Segment Start: GIVEN RECORDS
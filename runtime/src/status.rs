//! Status surface
//!
//! Human-readable (and serializable) view of the engine: active channels,
//! their injection state, and what discovery found. Advisory only.

use crate::channel::ChannelState;
use crate::discovery::DiscoveredChannel;
use chrono::{DateTime, Utc};
use serde::{Deserialize, Serialize};
use serde_json::Value;
use std::fmt;

// ============================================================================
// Engine health
// ============================================================================

#[derive(Debug, Clone, Copy, PartialEq, Eq, Serialize, Deserialize)]
#[serde(rename_all = "snake_case")]
pub enum EngineHealth {
    Stopped,
    Running,
    /// Discovery ran and reported; no channels by request.
    DiscoveryOnly,
    /// The bus was unreachable at start. Waits for an explicit restart.
    Degraded,
}

impl EngineHealth {
    pub fn display_text(&self) -> &'static str {
        match self {
            EngineHealth::Stopped => "Stopped",
            EngineHealth::Running => "Running",
            EngineHealth::DiscoveryOnly => "Discovery only",
            EngineHealth::Degraded => "Degraded (bus unavailable at start)",
        }
    }
}

// ============================================================================
// Channel snapshot
// ============================================================================

#[derive(Debug, Clone, PartialEq, Serialize, Deserialize)]
pub struct ChannelSnapshot {
    pub id: String,
    #[serde(skip_serializing_if = "Option::is_none")]
    pub name: Option<String>,
    pub path: String,
    pub state: ChannelState,
    pub last_value: Option<Value>,
    pub last_seen: Option<DateTime<Utc>>,
    #[serde(skip_serializing_if = "Option::is_none")]
    pub source_filter: Option<String>,
    pub known_sources: Vec<String>,
    pub injections: u64,
    pub publish_failures: u64,
}

impl fmt::Display for ChannelSnapshot {
    fn fmt(&self, f: &mut fmt::Formatter<'_>) -> fmt::Result {
        let value = self
            .last_value
            .as_ref()
            .map_or_else(|| "-".to_string(), Value::to_string);
        write!(
            f,
            "{} ({}): {} value={} injections={}",
            self.name.as_deref().unwrap_or(&self.id),
            self.path,
            self.state,
            value,
            self.injections
        )?;
        if self.publish_failures > 0 {
            write!(f, " publish_failures={}", self.publish_failures)?;
        }
        if let Some(filter) = &self.source_filter {
            write!(f, " authority={filter}")?;
        }
        if !self.known_sources.is_empty() {
            write!(f, " sources=[{}]", self.known_sources.join(", "))?;
        }
        Ok(())
    }
}

// ============================================================================
// Engine status
// ============================================================================

#[derive(Debug, Clone, PartialEq, Serialize, Deserialize)]
pub struct EngineStatus {
    pub health: EngineHealth,
    pub active_channels: usize,
    pub channels: Vec<ChannelSnapshot>,
    pub discovered: Vec<DiscoveredChannel>,
    /// Configuration entries that were not turned into channels, with the reason.
    pub skipped: Vec<String>,
}

impl EngineStatus {
    pub fn injecting(&self) -> usize {
        self.channels
            .iter()
            .filter(|c| c.state == ChannelState::Injecting)
            .count()
    }

    pub fn channel(&self, id: &str) -> Option<&ChannelSnapshot> {
        self.channels.iter().find(|c| c.id == id)
    }
}

impl fmt::Display for EngineStatus {
    fn fmt(&self, f: &mut fmt::Formatter<'_>) -> fmt::Result {
        writeln!(
            f,
            "{}: {} active channel(s), {} injecting",
            self.health.display_text(),
            self.active_channels,
            self.injecting()
        )?;
        for channel in &self.channels {
            writeln!(f, "  - {channel}")?;
        }
        if !self.discovered.is_empty() {
            writeln!(f, "Discovered {} candidate(s):", self.discovered.len())?;
            for candidate in &self.discovered {
                writeln!(f, "  - {candidate}")?;
            }
        }
        for reason in &self.skipped {
            writeln!(f, "Skipped: {reason}")?;
        }
        Ok(())
    }
}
Segment End: GIVEN RECORDS
(WHAT IS EXPECTED)
Repeat each line above exactly as it stands.

(EXERCISE RESULT)
filename runtime/src/status.rs
//! Status surface
//!
//! Human-readable (and serializable) view of the engine: active channels,
//! their injection state, and what discovery found. Advisory only.

use crate::channel::ChannelState;
use crate::discovery::DiscoveredChannel;
use chrono::{DateTime, Utc};
use serde::{Deserialize, Serialize};
use serde_json::Value;
use std::fmt;

// ============================================================================
// Engine health
// ============================================================================

#[derive(Debug, Clone, Copy, PartialEq, Eq, Serialize, Deserialize)]
#[serde(rename_all = "snake_case")]
pub enum EngineHealth {
    Stopped,
    Running,
    /// Discovery ran and reported; no channels by request.
    DiscoveryOnly,
    /// The bus was unreachable at start. Waits for an explicit restart.
    Degraded,
}

impl EngineHealth {
    pub fn display_text(&self) -> &'static str {
        match self {
            EngineHealth::Stopped => "Stopped",
            EngineHealth::Running => "Running",
            EngineHealth::DiscoveryOnly => "Discovery only",
            EngineHealth::Degraded => "Degraded (bus unavailable at start)",
        }
    }
}

// ============================================================================
// Channel snapshot
// ============================================================================

#[derive(Debug, Clone, PartialEq, Serialize, Deserialize)]
pub struct ChannelSnapshot {
    pub id: String,
    #[serde(skip_serializing_if = "Option::is_none")]
    pub name: Option<String>,
    pub path: String,
    pub state: ChannelState,
    pub last_value: Option<Value>,
    pub last_seen: Option<DateTime<Utc>>,
    #[serde(skip_serializing_if = "Option::is_none")]
    pub source_filter: Option<String>,
    pub known_sources: Vec<String>,
    pub injections: u64,
    pub publish_failures: u64,
}

impl fmt::Display for ChannelSnapshot {
    fn fmt(&self, f: &mut fmt::Formatter<'_>) -> fmt::Result {
        let value = self
            .last_value
            .as_ref()
            .map_or_else(|| "-".to_string(), Value::to_string);
        write!(
            f,
            "{} ({}): {} value={} injections={}",
            self.name.as_deref().unwrap_or(&self.id),
            self.path,
            self.state,
            value,
            self.injections
        )?;
        if self.publish_failures > 0 {
            write!(f, " publish_failures={}", self.publish_failures)?;
        }
        if let Some(filter) = &self.source_filter {
            write!(f, " authority={filter}")?;
        }
        if !self.known_sources.is_empty() {
            write!(f, " sources=[{}]", self.known_sources.join(", "))?;
        }
        Ok(())
    }
}

// ============================================================================
// Engine status
// ============================================================================

#[derive(Debug, Clone, PartialEq, Serialize, Deserialize)]
pub struct EngineStatus {
    pub health: EngineHealth,
    pub active_channels: usize,
    pub channels: Vec<ChannelSnapshot>,
    pub discovered: Vec<DiscoveredChannel>,
    /// Configuration entries that were not turned into channels, with the reason.
    pub skipped: Vec<String>,
}

impl EngineStatus {
    pub fn injecting(&self) -> usize {
        self.channels
            .iter()
            .filter(|c| c.state == ChannelState::Injecting)
            .count()
    }

    pub fn channel(&self, id: &str) -> Option<&ChannelSnapshot> {
        self.channels.iter().find(|c| c.id == id)
    }
}

impl fmt::Display for EngineStatus {
    fn fmt(&self, f: &mut fmt::Formatter<'_>) -> fmt::Result {
        writeln!(
            f,
            "{}: {} active channel(s), {} injecting",
            self.health.display_text(),
            self.active_channels,
            self.injecting()
        )?;
        for channel in &self.channels {
            writeln!(f, "  - {channel}")?;
        }
        if !self.discovered.is_empty() {
            writeln!(f, "Discovered {} candidate(s):", self.discovered.len())?;
            for candidate in &self.discovered {
                writeln!(f, "  - {candidate}")?;
            }
        }
        for reason in &self.skipped {
            writeln!(f, "Skipped: {reason}")?;
        }
        Ok(())
    }
}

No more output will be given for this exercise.